Testo de Bahia MH Awah
Tenía un baúl de metal de esos azules que
usaban las productoras para guardar y trasladar los materiales frágiles, y que en el Sahara le llaman sandug lehdid,
lleno de libros. Había de religión, manuscritos de poesía y tratados sociológicos.
Mi curiosidad a veces me llevaba a abrir el baúl, y ahí solo observaba libros
encuadernados con piel y bien adornados con geometrías tradicionales de colores
rojos, negros y amarillos. Me llamaban la atención pero como ella cada vez que
iba a cogerlos, lo primero que hacía era lavar sus manos, posarlas sobre una
limpia y fina tierra cristalina y luego las pasaba por su rostro como si estuviera
rezando.
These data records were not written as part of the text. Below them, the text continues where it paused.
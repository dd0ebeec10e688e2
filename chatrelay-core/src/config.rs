use config::{Config as ConfigBuilder, ConfigError, Environment, File};
use serde::{Deserialize, Serialize};
use std::collections::HashSet;
use std::path::Path;
use std::time::Duration;

use crate::models::{ChatId, ConnectionFailurePolicy, RegionId};
use crate::resilience::timeout;

/// Application configuration
#[derive(Debug, Clone, Default, Serialize, Deserialize)]
#[serde(default)]
pub struct Config {
    pub server: ServerConfig,
    pub region: RegionConfig,
    pub redis: RedisConfig,
    pub registry: RegistryConfig,
    pub push: PushConfig,
    pub dispatcher: DispatcherConfig,
    pub logging: LoggingConfig,
}

#[derive(Debug, Clone, Serialize, Deserialize)]
#[serde(default)]
pub struct ServerConfig {
    pub host: String,
    pub http_port: u16,
}

impl Default for ServerConfig {
    fn default() -> Self {
        Self {
            host: "0.0.0.0".to_string(),
            http_port: 8080,
        }
    }
}

/// This deployment's region and its static replication targets
#[derive(Debug, Clone, Serialize, Deserialize)]
#[serde(default)]
pub struct RegionConfig {
    pub name: String,
    /// Chat used when a gateway hook does not name one
    pub default_chat: String,
    pub peers: Vec<PeerRegionConfig>,
}

impl Default for RegionConfig {
    fn default() -> Self {
        Self {
            name: "local".to_string(),
            default_chat: ChatId::default_chat().0,
            peers: Vec::new(),
        }
    }
}

/// A peer region: events received here are replicated to its channel
#[derive(Debug, Clone, Serialize, Deserialize)]
pub struct PeerRegionConfig {
    pub name: String,
    pub redis_url: String,
}

#[derive(Debug, Clone, Serialize, Deserialize)]
#[serde(default)]
pub struct RedisConfig {
    /// Empty selects single-node mode (in-process registry and channel)
    pub url: String,
    pub key_prefix: String,
    pub operation_timeout_seconds: u64,
}

impl Default for RedisConfig {
    fn default() -> Self {
        Self {
            url: "redis://localhost:6379".to_string(),
            key_prefix: "chatrelay:".to_string(),
            operation_timeout_seconds: timeout::REDIS_OPERATION_TIMEOUT.as_secs(),
        }
    }
}

#[derive(Debug, Clone, Serialize, Deserialize)]
#[serde(default)]
pub struct RegistryConfig {
    pub lease_seconds: u64,
    pub reap_interval_seconds: u64,
}

impl Default for RegistryConfig {
    fn default() -> Self {
        Self {
            lease_seconds: 3600, // 1 hour
            reap_interval_seconds: 60,
        }
    }
}

#[derive(Debug, Clone, Serialize, Deserialize)]
#[serde(default)]
pub struct PushConfig {
    /// Base address of the gateway's connection-management endpoint
    pub endpoint: String,
    pub timeout_seconds: u64,
}

impl Default for PushConfig {
    fn default() -> Self {
        Self {
            endpoint: "http://localhost:3001".to_string(),
            timeout_seconds: timeout::PUSH_REQUEST_TIMEOUT.as_secs(),
        }
    }
}

#[derive(Debug, Clone, Serialize, Deserialize)]
#[serde(default)]
pub struct DispatcherConfig {
    pub failure_policy: ConnectionFailurePolicy,
    /// Pushes in flight for one message event
    pub push_concurrency: usize,
    /// Message events dispatched at the same time
    pub max_in_flight: usize,
    pub queue_capacity: usize,
}

impl Default for DispatcherConfig {
    fn default() -> Self {
        Self {
            failure_policy: ConnectionFailurePolicy::Ignore,
            push_concurrency: 32,
            max_in_flight: 64,
            queue_capacity: 10_000,
        }
    }
}

#[derive(Debug, Clone, Serialize, Deserialize)]
#[serde(default)]
pub struct LoggingConfig {
    pub level: String,
    pub format: String, // "json" or "pretty"
    pub file_path: Option<String>,
}

impl Default for LoggingConfig {
    fn default() -> Self {
        Self {
            level: "info".to_string(),
            format: "pretty".to_string(),
            file_path: None,
        }
    }
}

impl Config {
    /// Load configuration from multiple sources with priority:
    /// 1. Environment variables (highest priority)
    /// 2. Config file (if provided, it must exist)
    /// 3. Defaults (lowest priority)
    pub fn load(config_file: Option<&str>) -> Result<Self, ConfigError> {
        let mut builder = ConfigBuilder::builder();

        // A named file is required; a missing one is an error, not a fallback
        if let Some(path) = config_file {
            builder = builder.add_source(File::from(Path::new(path)).required(true));
        }

        // CHATRELAY_REGION__NAME, CHATRELAY_SERVER__HTTP_PORT, ...
        builder = builder.add_source(
            Environment::with_prefix("CHATRELAY")
                .prefix_separator("_")
                .separator("__")
                .try_parsing(true),
        );

        let config = builder.build()?;
        config.try_deserialize()
    }

    /// Load from environment variables only (for Docker/K8s)
    pub fn from_env() -> Result<Self, ConfigError> {
        Self::load(None)
    }

    /// Load from file path
    pub fn from_file(path: &str) -> Result<Self, ConfigError> {
        Self::load(Some(path))
    }

    /// Check the configuration, collecting every problem found
    pub fn validate(&self) -> Result<(), Vec<String>> {
        let mut errors = Vec::new();

        if self.region.name.trim().is_empty() {
            errors.push("region.name must not be empty".to_string());
        }
        if self.region.default_chat.trim().is_empty() {
            errors.push("region.default_chat must not be empty".to_string());
        }

        let mut seen = HashSet::new();
        for peer in &self.region.peers {
            if peer.name.trim().is_empty() {
                errors.push("region.peers[].name must not be empty".to_string());
                continue;
            }
            if peer.name == self.region.name {
                errors.push(format!(
                    "region.peers must not contain this region ({})",
                    peer.name
                ));
            }
            if !seen.insert(peer.name.as_str()) {
                errors.push(format!("region.peers contains {} more than once", peer.name));
            }
            if peer.redis_url.trim().is_empty() {
                errors.push(format!("region.peers.{}.redis_url must not be empty", peer.name));
            }
        }
        if !self.region.peers.is_empty() && self.redis.url.is_empty() {
            errors.push("region.peers requires redis.url (single-node mode cannot replicate)".to_string());
        }

        if self.registry.lease_seconds == 0 {
            errors.push("registry.lease_seconds must be greater than 0".to_string());
        }
        if self.registry.reap_interval_seconds == 0 {
            errors.push("registry.reap_interval_seconds must be greater than 0".to_string());
        }
        if self.redis.operation_timeout_seconds == 0 {
            errors.push("redis.operation_timeout_seconds must be greater than 0".to_string());
        }

        if !(self.push.endpoint.starts_with("http://") || self.push.endpoint.starts_with("https://")) {
            errors.push(format!(
                "push.endpoint must be an http(s) URL, got {:?}",
                self.push.endpoint
            ));
        }
        if self.push.timeout_seconds == 0 {
            errors.push("push.timeout_seconds must be greater than 0".to_string());
        }

        if self.dispatcher.push_concurrency == 0 {
            errors.push("dispatcher.push_concurrency must be greater than 0".to_string());
        }
        if self.dispatcher.max_in_flight == 0 {
            errors.push("dispatcher.max_in_flight must be greater than 0".to_string());
        }
        if self.dispatcher.queue_capacity == 0 {
            errors.push("dispatcher.queue_capacity must be greater than 0".to_string());
        }

        if !matches!(self.logging.format.as_str(), "json" | "pretty") {
            errors.push(format!(
                "logging.format must be \"json\" or \"pretty\", got {:?}",
                self.logging.format
            ));
        }

        if errors.is_empty() {
            Ok(())
        } else {
            Err(errors)
        }
    }

    /// Get HTTP address
    #[must_use]
    pub fn http_address(&self) -> String {
        format!("{}:{}", self.server.host, self.server.http_port)
    }

    /// Whether Redis backs the registry and channels
    #[must_use]
    pub fn redis_enabled(&self) -> bool {
        !self.redis.url.is_empty()
    }

    #[must_use]
    pub fn region_id(&self) -> RegionId {
        RegionId::from_string(self.region.name.clone())
    }

    #[must_use]
    pub fn default_chat_id(&self) -> ChatId {
        ChatId::from_string(self.region.default_chat.clone())
    }

    #[must_use]
    pub fn peer_region_ids(&self) -> Vec<RegionId> {
        self.region
            .peers
            .iter()
            .map(|p| RegionId::from_string(p.name.clone()))
            .collect()
    }

    #[must_use]
    pub const fn lease(&self) -> Duration {
        Duration::from_secs(self.registry.lease_seconds)
    }

    #[must_use]
    pub const fn reap_interval(&self) -> Duration {
        Duration::from_secs(self.registry.reap_interval_seconds)
    }

    #[must_use]
    pub const fn redis_timeout(&self) -> Duration {
        Duration::from_secs(self.redis.operation_timeout_seconds)
    }

    #[must_use]
    pub const fn push_timeout(&self) -> Duration {
        Duration::from_secs(self.push.timeout_seconds)
    }
}
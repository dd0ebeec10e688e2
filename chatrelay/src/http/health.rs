//! Health check and metrics endpoints

use axum::{http::StatusCode, response::IntoResponse, routing::get, Router};
use tracing::error;

use chatrelay_core::metrics::gather_metrics;

use crate::http::AppState;

/// Health and metrics router
pub fn create_health_router() -> Router<AppState> {
    Router::new()
        .route("/health", get(health_check))
        .route("/metrics", get(metrics))
}

/// Basic health check (always returns OK if server is running)
pub async fn health_check() -> impl IntoResponse {
    "OK"
}

/// Prometheus text exposition
pub async fn metrics() -> impl IntoResponse {
    match gather_metrics() {
        Ok(body) => (
            StatusCode::OK,
            [("content-type", "text/plain; version=0.0.4")],
            body,
        )
            .into_response(),
        Err(e) => {
            error!("Failed to gather metrics: {}", e);
            StatusCode::INTERNAL_SERVER_ERROR.into_response()
        }
    }
}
Este ritual que ella practicaba
me hacía entender que no podía tocar aquellos libros. Lo tenía muy claro ya que
pasaba el día jugando en la arena llenándome de polvo.
Pero la curiosidad de un niño beduino me
devoraba infinitamente. ¿Por qué mi madre guardaba cuidadosamente esos libros? Yo
por entonces no veía su valor. No eran algo material de valor inmediato como
una túnica, una tela, un turbante, un pilón de azúcar, un talego de té, de
arroz o de grano. Cuando empecé a los cinco años frecuentar por primera vez las
clases de louh[1]
de un mrabet[2]
que daba clase muy cerca de nuestra jaima, volví a ver aquellos baúles azules
repletos de libros en la casa de Uld Beddi. Entonces pude entender para qué
servían a mi madre. Para guardar como poeta y erudita sus inmaculados libros. La
recuerdo, imbuida en la lectura de libros tan viejos que sus páginas caían cada
vez que los abría. Algunos eran de la poesía preislámica, de Imru Qais, Qais Ibnu
Al Mulauah y otros. No recuerdo con certeza los títulos pero le prestaba
atención cuando ella los leía con voz suave y modulada. Así me fui familiarizando
con los nombres de Majnun Laylá, Qais Ubnu Al Mulawah y con los manuscritos de
clásicos saharauis como Uld Tolba, Salama Uld Eydud y Yedehlu Uld Esid, entre
otros.
Los viernes eran sus días de lectura y
buscaba estar sola hasta que alguien de la familia le interrumpiera con la hora
del té al mediodía, o con la aparición de mi padre preguntándole de alguna cosa
con voz grave. Leía unos tratados sociológicos de la jurisprudencia islámica como
Dalil Al Bujari[3], o Dalailu Al Jairat, recopilación de selectos
versículos que oran por el profeta Mahoma y recogen pensamientos de conducta
social atribuidos a él.
En esta semana en toda España se ha
celebrado el día del libro, San Jordi en Cataluña, La Noche de los Libros en
Madrid, las lecturas continuadas del Quijote o la entrega del Premio de
Cervantes. Y precisamente el 23 de abril recibí un correo de una amiga
académica estadounidense en el que me daba una noticia sobre uno de mis libros
“La maestra que me enseñó en una tabla de madera” que no podía ser más
oportuna, un indiscutible homenaje a mi madre, “La maestra”. Sentí que
dialogaba con ella sobre la buena noticia, volví acordarme del baúl azul, de
sus manuscritos, de sus libros y del ritual cuando se aseaba para tocar sus
inmaculados libros.
[1]
Tabla de madera de color castaño oscuro con la que aprenden a leer los niños en
la cultura del Sahara Occidental y en Mauritania.
[2]
Maestro que da clases de iniciación en la lengua árabe y posteriormente en la
memorización de pasajes del libro del Corán.
[3]
Libro que recoge palabras del profeta Mahoma recopiladas por teólogos que
pudieron registrar a través de notables que memorizaban su pensamiento.